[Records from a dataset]
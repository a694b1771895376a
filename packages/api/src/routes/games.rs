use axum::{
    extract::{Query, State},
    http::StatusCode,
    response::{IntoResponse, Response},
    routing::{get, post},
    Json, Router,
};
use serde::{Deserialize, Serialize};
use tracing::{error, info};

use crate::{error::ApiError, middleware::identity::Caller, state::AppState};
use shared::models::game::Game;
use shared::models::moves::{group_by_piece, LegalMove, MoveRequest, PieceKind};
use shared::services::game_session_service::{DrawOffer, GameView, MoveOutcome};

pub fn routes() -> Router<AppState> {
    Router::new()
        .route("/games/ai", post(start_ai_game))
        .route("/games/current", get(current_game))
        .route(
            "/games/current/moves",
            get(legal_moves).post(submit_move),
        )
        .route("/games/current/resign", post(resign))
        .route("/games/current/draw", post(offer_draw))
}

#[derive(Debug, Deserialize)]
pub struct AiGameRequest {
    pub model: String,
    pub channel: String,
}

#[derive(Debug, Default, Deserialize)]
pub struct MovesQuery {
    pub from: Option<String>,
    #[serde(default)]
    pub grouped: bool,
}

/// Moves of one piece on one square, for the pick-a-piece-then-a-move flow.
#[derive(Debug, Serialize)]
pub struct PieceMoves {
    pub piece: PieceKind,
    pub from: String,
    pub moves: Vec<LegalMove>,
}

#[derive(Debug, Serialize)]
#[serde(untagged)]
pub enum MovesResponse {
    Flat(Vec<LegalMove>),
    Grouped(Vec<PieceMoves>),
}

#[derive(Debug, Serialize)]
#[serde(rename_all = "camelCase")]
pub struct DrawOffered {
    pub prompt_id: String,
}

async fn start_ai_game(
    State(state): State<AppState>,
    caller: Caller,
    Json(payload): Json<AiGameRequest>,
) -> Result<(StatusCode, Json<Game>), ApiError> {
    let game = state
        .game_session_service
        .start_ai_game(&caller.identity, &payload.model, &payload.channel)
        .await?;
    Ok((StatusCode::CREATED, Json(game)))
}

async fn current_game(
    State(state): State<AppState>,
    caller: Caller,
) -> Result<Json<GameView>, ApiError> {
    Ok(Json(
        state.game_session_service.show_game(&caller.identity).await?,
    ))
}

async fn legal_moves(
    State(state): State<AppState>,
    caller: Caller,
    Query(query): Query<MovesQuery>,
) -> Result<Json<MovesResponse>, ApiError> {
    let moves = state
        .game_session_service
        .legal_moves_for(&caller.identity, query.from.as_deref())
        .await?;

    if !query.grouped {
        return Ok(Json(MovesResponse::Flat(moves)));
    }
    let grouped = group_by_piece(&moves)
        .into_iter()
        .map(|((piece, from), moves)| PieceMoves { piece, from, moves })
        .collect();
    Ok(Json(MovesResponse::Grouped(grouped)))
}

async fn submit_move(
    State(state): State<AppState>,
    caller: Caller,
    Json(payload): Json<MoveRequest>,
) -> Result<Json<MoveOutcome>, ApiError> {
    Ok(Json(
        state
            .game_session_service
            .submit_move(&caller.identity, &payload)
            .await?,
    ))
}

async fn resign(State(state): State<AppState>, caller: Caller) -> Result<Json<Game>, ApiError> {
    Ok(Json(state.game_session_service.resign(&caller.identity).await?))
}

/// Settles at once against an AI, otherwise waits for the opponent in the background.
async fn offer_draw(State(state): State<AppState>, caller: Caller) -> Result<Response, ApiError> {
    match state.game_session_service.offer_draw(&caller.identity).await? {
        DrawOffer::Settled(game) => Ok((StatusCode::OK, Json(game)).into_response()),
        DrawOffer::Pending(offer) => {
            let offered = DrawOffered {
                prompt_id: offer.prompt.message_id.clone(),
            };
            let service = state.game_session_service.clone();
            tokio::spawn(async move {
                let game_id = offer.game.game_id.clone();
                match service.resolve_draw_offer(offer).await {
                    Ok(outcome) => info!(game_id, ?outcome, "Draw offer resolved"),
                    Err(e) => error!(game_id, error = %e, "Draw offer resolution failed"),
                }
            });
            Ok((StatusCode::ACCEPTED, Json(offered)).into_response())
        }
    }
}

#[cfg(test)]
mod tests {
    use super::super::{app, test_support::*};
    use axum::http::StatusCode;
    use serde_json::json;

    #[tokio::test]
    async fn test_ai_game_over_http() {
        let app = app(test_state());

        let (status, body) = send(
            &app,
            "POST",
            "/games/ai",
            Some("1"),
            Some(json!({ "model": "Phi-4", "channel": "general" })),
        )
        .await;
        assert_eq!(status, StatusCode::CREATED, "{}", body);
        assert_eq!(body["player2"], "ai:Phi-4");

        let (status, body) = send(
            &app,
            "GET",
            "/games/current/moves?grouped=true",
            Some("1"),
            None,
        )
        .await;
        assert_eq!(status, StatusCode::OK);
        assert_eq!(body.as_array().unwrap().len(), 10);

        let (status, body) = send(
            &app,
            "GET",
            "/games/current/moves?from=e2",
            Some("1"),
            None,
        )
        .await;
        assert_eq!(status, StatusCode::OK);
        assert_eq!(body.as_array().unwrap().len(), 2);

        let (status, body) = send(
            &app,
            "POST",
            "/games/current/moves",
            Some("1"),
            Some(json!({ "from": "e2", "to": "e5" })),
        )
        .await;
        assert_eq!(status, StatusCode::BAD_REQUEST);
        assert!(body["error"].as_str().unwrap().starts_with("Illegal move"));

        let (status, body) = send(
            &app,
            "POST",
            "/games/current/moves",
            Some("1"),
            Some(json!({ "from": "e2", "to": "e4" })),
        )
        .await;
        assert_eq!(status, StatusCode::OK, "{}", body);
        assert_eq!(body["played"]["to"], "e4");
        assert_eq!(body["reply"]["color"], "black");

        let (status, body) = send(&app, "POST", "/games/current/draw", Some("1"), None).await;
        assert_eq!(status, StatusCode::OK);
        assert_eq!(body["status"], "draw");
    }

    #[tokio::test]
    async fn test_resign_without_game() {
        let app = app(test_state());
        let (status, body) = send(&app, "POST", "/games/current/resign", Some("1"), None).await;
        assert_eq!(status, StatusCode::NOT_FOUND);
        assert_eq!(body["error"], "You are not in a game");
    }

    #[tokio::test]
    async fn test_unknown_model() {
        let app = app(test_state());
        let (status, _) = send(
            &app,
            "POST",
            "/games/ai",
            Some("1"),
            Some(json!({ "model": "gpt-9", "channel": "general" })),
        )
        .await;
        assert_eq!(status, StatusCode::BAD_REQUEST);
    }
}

▶ [EXERCISE PROMPT]:
Exactly as they appear above, write out all of the lines.

▶ [PROBLEM SOLUTION]:
repository a694b1771895376a
filename packages/api/src/routes/games.rs
use axum::{
    extract::{Query, State},
    http::StatusCode,
    response::{IntoResponse, Response},
    routing::{get, post},
    Json, Router,
};
use serde::{Deserialize, Serialize};
use tracing::{error, info};

use crate::{error::ApiError, middleware::identity::Caller, state::AppState};
use shared::models::game::Game;
use shared::models::moves::{group_by_piece, LegalMove, MoveRequest, PieceKind};
use shared::services::game_session_service::{DrawOffer, GameView, MoveOutcome};

pub fn routes() -> Router<AppState> {
    Router::new()
        .route("/games/ai", post(start_ai_game))
        .route("/games/current", get(current_game))
        .route(
            "/games/current/moves",
            get(legal_moves).post(submit_move),
        )
        .route("/games/current/resign", post(resign))
        .route("/games/current/draw", post(offer_draw))
}

#[derive(Debug, Deserialize)]
pub struct AiGameRequest {
    pub model: String,
    pub channel: String,
}

#[derive(Debug, Default, Deserialize)]
pub struct MovesQuery {
    pub from: Option<String>,
    #[serde(default)]
    pub grouped: bool,
}

/// Moves of one piece on one square, for the pick-a-piece-then-a-move flow.
#[derive(Debug, Serialize)]
pub struct PieceMoves {
    pub piece: PieceKind,
    pub from: String,
    pub moves: Vec<LegalMove>,
}

#[derive(Debug, Serialize)]
#[serde(untagged)]
pub enum MovesResponse {
    Flat(Vec<LegalMove>),
    Grouped(Vec<PieceMoves>),
}

#[derive(Debug, Serialize)]
#[serde(rename_all = "camelCase")]
pub struct DrawOffered {
    pub prompt_id: String,
}

async fn start_ai_game(
    State(state): State<AppState>,
    caller: Caller,
    Json(payload): Json<AiGameRequest>,
) -> Result<(StatusCode, Json<Game>), ApiError> {
    let game = state
        .game_session_service
        .start_ai_game(&caller.identity, &payload.model, &payload.channel)
        .await?;
    Ok((StatusCode::CREATED, Json(game)))
}

async fn current_game(
    State(state): State<AppState>,
    caller: Caller,
) -> Result<Json<GameView>, ApiError> {
    Ok(Json(
        state.game_session_service.show_game(&caller.identity).await?,
    ))
}

async fn legal_moves(
    State(state): State<AppState>,
    caller: Caller,
    Query(query): Query<MovesQuery>,
) -> Result<Json<MovesResponse>, ApiError> {
    let moves = state
        .game_session_service
        .legal_moves_for(&caller.identity, query.from.as_deref())
        .await?;

    if !query.grouped {
        return Ok(Json(MovesResponse::Flat(moves)));
    }
    let grouped = group_by_piece(&moves)
        .into_iter()
        .map(|((piece, from), moves)| PieceMoves { piece, from, moves })
        .collect();
    Ok(Json(MovesResponse::Grouped(grouped)))
}

async fn submit_move(
    State(state): State<AppState>,
    caller: Caller,
    Json(payload): Json<MoveRequest>,
) -> Result<Json<MoveOutcome>, ApiError> {
    Ok(Json(
        state
            .game_session_service
            .submit_move(&caller.identity, &payload)
            .await?,
    ))
}

async fn resign(State(state): State<AppState>, caller: Caller) -> Result<Json<Game>, ApiError> {
    Ok(Json(state.game_session_service.resign(&caller.identity).await?))
}

/// Settles at once against an AI, otherwise waits for the opponent in the background.
async fn offer_draw(State(state): State<AppState>, caller: Caller) -> Result<Response, ApiError> {
    match state.game_session_service.offer_draw(&caller.identity).await? {
        DrawOffer::Settled(game) => Ok((StatusCode::OK, Json(game)).into_response()),
        DrawOffer::Pending(offer) => {
            let offered = DrawOffered {
                prompt_id: offer.prompt.message_id.clone(),
            };
            let service = state.game_session_service.clone();
            tokio::spawn(async move {
                let game_id = offer.game.game_id.clone();
                match service.resolve_draw_offer(offer).await {
                    Ok(outcome) => info!(game_id, ?outcome, "Draw offer resolved"),
                    Err(e) => error!(game_id, error = %e, "Draw offer resolution failed"),
                }
            });
            Ok((StatusCode::ACCEPTED, Json(offered)).into_response())
        }
    }
}

#[cfg(test)]
mod tests {
    use super::super::{app, test_support::*};
    use axum::http::StatusCode;
    use serde_json::json;

    #[tokio::test]
    async fn test_ai_game_over_http() {
        let app = app(test_state());

        let (status, body) = send(
            &app,
            "POST",
            "/games/ai",
            Some("1"),
            Some(json!({ "model": "Phi-4", "channel": "general" })),
        )
        .await;
        assert_eq!(status, StatusCode::CREATED, "{}", body);
        assert_eq!(body["player2"], "ai:Phi-4");

        let (status, body) = send(
            &app,
            "GET",
            "/games/current/moves?grouped=true",
            Some("1"),
            None,
        )
        .await;
        assert_eq!(status, StatusCode::OK);
        assert_eq!(body.as_array().unwrap().len(), 10);

        let (status, body) = send(
            &app,
            "GET",
            "/games/current/moves?from=e2",
            Some("1"),
            None,
        )
        .await;
        assert_eq!(status, StatusCode::OK);
        assert_eq!(body.as_array().unwrap().len(), 2);

        let (status, body) = send(
            &app,
            "POST",
            "/games/current/moves",
            Some("1"),
            Some(json!({ "from": "e2", "to": "e5" })),
        )
        .await;
        assert_eq!(status, StatusCode::BAD_REQUEST);
        assert!(body["error"].as_str().unwrap().starts_with("Illegal move"));

        let (status, body) = send(
            &app,
            "POST",
            "/games/current/moves",
            Some("1"),
            Some(json!({ "from": "e2", "to": "e4" })),
        )
        .await;
        assert_eq!(status, StatusCode::OK, "{}", body);
        assert_eq!(body["played"]["to"], "e4");
        assert_eq!(body["reply"]["color"], "black");

        let (status, body) = send(&app, "POST", "/games/current/draw", Some("1"), None).await;
        assert_eq!(status, StatusCode::OK);
        assert_eq!(body["status"], "draw");
    }

    #[tokio::test]
    async fn test_resign_without_game() {
        let app = app(test_state());
        let (status, body) = send(&app, "POST", "/games/current/resign", Some("1"), None).await;
        assert_eq!(status, StatusCode::NOT_FOUND);
        assert_eq!(body["error"], "You are not in a game");
    }

    #[tokio::test]
    async fn test_unknown_model() {
        let app = app(test_state());
        let (status, _) = send(
            &app,
            "POST",
            "/games/ai",
            Some("1"),
            Some(json!({ "model": "gpt-9", "channel": "general" })),
        )
        .await;
        assert_eq!(status, StatusCode::BAD_REQUEST);
    }
}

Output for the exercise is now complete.